─── EXERCISE INPUTS
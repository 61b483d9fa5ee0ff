use uuid::Uuid;

use crate::emails::dto::EmailRequest;
use crate::logs::repo::{EmailLog, NewEmailLog};
use crate::state::AppState;

pub fn build_prompt(req: &EmailRequest) -> String {
    format!(
        "Write an email based on the following input:\n\
         - User Input: {}\n\
         - Reply To: {}\n\
         - Context: {}\n\
         - Length: {} characters\n\
         - Tone: {}\n",
        req.user_input,
        req.reply_to.as_deref().unwrap_or("N/A"),
        req.context.as_deref().unwrap_or("N/A"),
        req.length,
        req.tone,
    )
}

/// Call the generation API and persist one log row owned by `user_id`.
/// A failure in either step fails the whole request; no partial recovery.
pub async fn generate_and_log(
    st: &AppState,
    user_id: Uuid,
    req: &EmailRequest,
) -> anyhow::Result<String> {
    let prompt = build_prompt(req);
    let generated = st.generator.generate(&prompt, req.length.max(1) as u32).await?;

    EmailLog::insert(
        &st.db,
        NewEmailLog {
            user_id,
            user_input: &req.user_input,
            reply_to: req.reply_to.as_deref(),
            context: req.context.as_deref(),
            length: Some(req.length),
            tone: Some(&req.tone),
            generated_email: &generated,
        },
    )
    .await?;

    Ok(generated)
}

#[cfg(test)]
mod prompt_tests {
    use super::*;

    fn base_request() -> EmailRequest {
        serde_json::from_str(r#"{"user_input":"decline the meeting politely"}"#).unwrap()
    }

    #[test]
    fn prompt_includes_all_fields() {
        let mut req = base_request();
        req.reply_to = Some("boss@example.com".into());
        req.context = Some("weekly sync".into());
        let prompt = build_prompt(&req);
        assert!(prompt.contains("decline the meeting politely"));
        assert!(prompt.contains("- Reply To: boss@example.com"));
        assert!(prompt.contains("- Context: weekly sync"));
        assert!(prompt.contains("- Length: 120 characters"));
        assert!(prompt.contains("- Tone: formal"));
    }

    #[test]
    fn absent_optionals_render_as_na() {
        let prompt = build_prompt(&base_request());
        assert!(prompt.contains("- Reply To: N/A"));
        assert!(prompt.contains("- Context: N/A"));
    }
}
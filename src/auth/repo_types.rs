use serde::{Deserialize, Serialize};
use sqlx::FromRow;
use time::OffsetDateTime;
use uuid::Uuid;

/// User record in the database.
#[derive(Debug, Clone, Serialize, Deserialize, FromRow)]
pub struct User {
    pub id: Uuid,
    pub name: String,
    pub username: String, // unique
    pub email: String,    // unique
    #[serde(skip_serializing)]
    pub hashed_password: String, // bcrypt hash, not exposed in JSON
    pub is_deleted: bool,
    pub created_at: OffsetDateTime,
}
──────
[AIM OF THE EXERCISE]:
Find how many lines of the listing include the string "generated" and give that number, nothing else.

[EXERCISE ANSWER]:
3